> _PROBLEM TO WORK ON_
Using the data below, return all lines in which "runs" appears.

> _LISTED RECORDS_
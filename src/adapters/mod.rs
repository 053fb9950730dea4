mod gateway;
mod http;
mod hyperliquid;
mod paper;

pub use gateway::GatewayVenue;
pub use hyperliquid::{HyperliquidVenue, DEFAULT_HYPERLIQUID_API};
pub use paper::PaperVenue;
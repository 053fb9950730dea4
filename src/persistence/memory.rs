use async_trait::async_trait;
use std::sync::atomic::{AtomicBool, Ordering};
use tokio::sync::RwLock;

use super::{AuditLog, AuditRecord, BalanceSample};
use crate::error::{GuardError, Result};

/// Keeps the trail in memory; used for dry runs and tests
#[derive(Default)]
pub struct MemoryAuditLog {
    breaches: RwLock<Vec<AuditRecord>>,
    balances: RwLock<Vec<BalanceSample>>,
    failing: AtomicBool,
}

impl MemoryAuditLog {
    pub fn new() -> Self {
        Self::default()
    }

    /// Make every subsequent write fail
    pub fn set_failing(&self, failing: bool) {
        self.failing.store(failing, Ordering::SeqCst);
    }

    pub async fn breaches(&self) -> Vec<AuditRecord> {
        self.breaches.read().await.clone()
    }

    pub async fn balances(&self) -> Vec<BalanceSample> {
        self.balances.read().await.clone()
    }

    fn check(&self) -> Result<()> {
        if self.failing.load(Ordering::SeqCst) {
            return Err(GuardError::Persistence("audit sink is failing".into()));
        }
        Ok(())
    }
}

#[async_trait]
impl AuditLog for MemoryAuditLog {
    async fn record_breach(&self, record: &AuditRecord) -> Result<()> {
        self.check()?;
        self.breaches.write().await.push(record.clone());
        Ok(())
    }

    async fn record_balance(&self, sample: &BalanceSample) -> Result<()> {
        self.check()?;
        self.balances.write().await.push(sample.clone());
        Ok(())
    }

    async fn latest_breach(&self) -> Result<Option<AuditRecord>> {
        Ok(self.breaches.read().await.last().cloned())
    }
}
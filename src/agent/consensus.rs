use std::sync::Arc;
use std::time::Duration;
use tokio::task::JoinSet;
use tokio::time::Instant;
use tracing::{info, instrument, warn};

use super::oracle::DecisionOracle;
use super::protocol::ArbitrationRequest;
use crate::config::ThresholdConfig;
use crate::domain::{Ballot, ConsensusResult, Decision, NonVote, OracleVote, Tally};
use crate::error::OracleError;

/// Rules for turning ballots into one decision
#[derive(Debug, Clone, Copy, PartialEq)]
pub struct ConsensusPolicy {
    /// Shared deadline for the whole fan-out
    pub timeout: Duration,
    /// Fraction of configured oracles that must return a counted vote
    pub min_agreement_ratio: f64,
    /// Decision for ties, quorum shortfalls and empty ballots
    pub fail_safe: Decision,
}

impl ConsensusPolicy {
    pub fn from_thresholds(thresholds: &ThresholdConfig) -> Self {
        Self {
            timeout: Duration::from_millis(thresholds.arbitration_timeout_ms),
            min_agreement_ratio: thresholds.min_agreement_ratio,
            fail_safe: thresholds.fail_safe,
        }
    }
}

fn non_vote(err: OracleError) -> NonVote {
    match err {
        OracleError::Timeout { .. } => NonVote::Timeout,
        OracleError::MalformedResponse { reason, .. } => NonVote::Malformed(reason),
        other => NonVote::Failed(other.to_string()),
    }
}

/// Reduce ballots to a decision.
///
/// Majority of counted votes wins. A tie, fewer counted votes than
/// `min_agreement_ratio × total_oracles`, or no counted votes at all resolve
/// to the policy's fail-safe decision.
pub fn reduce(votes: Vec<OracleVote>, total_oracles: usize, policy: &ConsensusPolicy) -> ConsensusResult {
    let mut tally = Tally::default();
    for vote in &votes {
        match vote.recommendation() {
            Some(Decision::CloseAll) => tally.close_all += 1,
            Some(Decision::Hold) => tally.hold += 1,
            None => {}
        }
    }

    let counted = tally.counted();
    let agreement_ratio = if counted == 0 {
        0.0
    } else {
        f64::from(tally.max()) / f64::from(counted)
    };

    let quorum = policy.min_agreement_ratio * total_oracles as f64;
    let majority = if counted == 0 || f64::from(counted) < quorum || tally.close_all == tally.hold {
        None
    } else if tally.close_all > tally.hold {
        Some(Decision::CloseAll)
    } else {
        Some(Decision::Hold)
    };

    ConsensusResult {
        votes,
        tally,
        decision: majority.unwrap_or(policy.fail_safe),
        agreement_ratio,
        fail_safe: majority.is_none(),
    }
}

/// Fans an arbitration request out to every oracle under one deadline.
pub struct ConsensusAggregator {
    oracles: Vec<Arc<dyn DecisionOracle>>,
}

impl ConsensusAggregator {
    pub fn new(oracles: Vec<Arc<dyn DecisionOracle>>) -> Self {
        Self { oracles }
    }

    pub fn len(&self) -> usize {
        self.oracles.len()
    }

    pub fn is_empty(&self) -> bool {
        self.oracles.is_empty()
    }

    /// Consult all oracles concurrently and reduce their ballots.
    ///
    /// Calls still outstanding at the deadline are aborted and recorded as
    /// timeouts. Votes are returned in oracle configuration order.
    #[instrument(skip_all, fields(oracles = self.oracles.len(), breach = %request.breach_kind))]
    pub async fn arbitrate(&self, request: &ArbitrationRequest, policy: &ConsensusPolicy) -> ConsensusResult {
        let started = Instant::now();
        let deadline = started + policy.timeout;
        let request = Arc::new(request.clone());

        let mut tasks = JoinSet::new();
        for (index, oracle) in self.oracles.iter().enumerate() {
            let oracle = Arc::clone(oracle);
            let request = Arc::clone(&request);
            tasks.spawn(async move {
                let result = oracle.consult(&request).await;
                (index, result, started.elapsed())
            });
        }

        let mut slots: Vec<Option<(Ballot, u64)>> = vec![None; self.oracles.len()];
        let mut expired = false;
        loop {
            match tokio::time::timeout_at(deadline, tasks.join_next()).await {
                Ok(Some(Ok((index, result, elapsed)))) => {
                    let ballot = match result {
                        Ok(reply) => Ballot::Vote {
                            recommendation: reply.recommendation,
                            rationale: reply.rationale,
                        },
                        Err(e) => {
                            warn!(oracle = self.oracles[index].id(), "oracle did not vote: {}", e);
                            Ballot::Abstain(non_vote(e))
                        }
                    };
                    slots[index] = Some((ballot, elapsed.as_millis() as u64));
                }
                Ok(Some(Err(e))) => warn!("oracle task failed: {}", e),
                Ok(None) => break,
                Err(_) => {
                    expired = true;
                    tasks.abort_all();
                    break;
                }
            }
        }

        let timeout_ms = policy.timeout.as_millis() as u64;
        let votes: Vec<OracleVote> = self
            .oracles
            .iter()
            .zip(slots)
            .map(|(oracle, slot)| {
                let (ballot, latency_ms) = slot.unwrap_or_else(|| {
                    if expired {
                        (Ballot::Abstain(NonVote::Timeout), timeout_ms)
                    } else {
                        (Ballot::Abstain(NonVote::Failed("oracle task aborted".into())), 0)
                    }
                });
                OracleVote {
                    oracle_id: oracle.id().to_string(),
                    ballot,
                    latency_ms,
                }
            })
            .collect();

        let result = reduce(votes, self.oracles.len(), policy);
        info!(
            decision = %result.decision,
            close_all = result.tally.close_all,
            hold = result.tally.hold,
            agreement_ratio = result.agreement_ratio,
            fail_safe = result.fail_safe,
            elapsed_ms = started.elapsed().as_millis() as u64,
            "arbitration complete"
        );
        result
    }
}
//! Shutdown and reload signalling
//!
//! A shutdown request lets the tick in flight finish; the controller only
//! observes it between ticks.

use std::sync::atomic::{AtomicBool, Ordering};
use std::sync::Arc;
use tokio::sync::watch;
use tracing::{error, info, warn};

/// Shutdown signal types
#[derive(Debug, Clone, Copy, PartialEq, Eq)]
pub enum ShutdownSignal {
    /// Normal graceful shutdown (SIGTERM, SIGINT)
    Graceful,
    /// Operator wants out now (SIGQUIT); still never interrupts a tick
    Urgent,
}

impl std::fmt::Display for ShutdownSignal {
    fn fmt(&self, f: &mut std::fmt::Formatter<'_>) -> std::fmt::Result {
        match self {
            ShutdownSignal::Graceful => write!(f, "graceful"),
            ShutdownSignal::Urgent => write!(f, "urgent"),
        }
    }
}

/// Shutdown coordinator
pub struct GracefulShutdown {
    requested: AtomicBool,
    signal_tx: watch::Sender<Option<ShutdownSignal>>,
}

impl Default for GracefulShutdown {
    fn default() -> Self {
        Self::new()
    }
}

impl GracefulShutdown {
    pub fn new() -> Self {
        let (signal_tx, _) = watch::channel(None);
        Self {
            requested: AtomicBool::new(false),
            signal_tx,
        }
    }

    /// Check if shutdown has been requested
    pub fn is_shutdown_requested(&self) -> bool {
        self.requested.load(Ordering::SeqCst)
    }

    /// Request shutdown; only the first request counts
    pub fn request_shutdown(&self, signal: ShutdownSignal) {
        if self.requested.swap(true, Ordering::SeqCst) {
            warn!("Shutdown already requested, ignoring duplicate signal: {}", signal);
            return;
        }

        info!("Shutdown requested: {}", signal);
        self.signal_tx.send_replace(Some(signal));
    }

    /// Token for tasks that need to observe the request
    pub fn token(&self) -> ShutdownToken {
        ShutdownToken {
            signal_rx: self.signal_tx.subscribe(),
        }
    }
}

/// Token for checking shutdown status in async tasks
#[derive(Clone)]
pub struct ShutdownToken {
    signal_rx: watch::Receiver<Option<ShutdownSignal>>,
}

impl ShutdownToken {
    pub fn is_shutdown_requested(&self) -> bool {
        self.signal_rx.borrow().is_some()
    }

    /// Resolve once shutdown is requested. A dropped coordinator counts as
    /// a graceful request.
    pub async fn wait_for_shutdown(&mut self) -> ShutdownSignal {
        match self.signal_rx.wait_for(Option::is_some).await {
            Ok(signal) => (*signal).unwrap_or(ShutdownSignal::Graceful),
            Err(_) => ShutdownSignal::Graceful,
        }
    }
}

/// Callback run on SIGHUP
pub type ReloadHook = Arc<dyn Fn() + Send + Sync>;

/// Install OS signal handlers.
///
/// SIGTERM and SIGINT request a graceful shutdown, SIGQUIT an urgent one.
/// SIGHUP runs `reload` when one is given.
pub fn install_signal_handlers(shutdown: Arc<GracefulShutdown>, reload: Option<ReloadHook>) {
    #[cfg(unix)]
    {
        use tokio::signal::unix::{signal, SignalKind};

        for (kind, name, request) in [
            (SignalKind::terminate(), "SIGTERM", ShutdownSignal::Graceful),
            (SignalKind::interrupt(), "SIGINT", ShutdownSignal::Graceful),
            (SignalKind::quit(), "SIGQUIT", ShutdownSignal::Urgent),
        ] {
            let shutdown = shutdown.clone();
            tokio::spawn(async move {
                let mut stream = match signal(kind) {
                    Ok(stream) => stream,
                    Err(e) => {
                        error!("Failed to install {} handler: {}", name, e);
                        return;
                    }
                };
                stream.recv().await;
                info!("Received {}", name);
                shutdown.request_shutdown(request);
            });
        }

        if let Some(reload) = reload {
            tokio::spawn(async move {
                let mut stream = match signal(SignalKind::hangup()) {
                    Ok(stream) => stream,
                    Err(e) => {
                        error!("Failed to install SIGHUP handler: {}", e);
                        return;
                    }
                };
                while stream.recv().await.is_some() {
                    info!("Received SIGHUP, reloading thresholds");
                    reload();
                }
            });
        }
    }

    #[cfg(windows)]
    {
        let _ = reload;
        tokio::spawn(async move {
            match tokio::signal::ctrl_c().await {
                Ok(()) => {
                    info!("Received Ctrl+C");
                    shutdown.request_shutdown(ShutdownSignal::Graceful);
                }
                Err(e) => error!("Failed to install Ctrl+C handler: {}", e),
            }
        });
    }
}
---
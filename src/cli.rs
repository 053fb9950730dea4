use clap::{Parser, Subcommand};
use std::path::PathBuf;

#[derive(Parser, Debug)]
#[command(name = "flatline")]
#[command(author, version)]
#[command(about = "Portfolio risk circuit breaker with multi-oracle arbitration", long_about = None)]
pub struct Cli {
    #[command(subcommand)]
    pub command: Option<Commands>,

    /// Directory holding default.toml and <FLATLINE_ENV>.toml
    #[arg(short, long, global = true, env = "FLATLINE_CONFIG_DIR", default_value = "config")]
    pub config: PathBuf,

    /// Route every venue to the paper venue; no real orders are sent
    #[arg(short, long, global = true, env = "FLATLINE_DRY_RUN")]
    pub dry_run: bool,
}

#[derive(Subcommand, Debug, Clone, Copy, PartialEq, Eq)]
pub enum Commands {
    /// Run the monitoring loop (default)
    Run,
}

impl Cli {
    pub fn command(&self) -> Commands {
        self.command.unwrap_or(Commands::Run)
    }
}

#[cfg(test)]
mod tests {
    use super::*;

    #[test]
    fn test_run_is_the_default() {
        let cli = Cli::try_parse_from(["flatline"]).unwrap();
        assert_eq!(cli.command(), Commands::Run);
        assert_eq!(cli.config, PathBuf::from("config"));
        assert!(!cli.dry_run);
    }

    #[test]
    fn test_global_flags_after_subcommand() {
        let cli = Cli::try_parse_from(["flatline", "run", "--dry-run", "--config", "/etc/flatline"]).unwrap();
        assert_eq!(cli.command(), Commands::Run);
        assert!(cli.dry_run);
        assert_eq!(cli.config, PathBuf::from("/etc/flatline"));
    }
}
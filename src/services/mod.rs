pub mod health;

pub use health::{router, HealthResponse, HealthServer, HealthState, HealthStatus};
==
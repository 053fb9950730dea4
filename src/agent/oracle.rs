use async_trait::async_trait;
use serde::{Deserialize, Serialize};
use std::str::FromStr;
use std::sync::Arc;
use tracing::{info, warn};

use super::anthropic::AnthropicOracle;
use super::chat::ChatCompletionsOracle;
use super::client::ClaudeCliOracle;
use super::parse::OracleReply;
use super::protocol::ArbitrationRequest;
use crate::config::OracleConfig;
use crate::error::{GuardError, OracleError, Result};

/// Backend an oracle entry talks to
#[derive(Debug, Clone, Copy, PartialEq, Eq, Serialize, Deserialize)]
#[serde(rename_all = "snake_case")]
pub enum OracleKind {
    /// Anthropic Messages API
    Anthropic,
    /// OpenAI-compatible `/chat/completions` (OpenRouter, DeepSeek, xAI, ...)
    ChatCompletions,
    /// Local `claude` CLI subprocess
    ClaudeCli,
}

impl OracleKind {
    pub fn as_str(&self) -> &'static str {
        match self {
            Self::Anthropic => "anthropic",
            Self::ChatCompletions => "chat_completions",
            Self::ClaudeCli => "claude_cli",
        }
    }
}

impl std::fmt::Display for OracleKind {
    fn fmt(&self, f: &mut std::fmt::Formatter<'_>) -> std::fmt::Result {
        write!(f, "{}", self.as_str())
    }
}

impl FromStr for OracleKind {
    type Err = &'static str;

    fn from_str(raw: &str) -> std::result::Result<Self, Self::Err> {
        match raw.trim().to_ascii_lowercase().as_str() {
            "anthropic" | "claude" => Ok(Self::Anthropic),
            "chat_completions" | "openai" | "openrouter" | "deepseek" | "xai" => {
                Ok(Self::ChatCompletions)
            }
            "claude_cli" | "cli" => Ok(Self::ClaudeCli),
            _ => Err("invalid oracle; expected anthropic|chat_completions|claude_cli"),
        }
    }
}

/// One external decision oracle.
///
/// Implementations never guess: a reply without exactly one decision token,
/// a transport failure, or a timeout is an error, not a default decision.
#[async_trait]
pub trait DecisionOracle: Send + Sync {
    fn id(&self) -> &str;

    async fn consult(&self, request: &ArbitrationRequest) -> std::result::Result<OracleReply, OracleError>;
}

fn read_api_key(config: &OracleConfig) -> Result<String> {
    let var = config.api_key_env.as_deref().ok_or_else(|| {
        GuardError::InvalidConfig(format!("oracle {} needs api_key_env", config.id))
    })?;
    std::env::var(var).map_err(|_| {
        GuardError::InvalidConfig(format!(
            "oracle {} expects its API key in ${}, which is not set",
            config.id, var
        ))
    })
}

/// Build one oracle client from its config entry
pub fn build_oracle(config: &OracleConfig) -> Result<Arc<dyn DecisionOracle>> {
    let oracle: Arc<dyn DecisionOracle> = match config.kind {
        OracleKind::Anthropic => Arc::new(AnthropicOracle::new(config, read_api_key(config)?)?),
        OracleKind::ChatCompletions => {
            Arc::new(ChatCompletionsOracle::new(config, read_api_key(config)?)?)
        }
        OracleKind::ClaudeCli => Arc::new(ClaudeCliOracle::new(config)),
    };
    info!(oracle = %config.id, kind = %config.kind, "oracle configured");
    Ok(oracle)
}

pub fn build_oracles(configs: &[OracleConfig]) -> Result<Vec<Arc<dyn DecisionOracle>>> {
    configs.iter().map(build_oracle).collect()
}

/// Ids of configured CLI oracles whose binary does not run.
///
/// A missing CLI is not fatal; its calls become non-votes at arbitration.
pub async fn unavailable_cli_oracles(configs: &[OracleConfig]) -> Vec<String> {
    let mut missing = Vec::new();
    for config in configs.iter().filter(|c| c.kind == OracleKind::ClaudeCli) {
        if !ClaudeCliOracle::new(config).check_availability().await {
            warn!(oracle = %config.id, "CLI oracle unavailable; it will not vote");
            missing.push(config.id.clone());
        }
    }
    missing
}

> _SOLUTION FOR THIS PROBLEM_
/// Keeps the trail in memory; used for dry runs and tests
/// SIGHUP runs `reload` when one is given.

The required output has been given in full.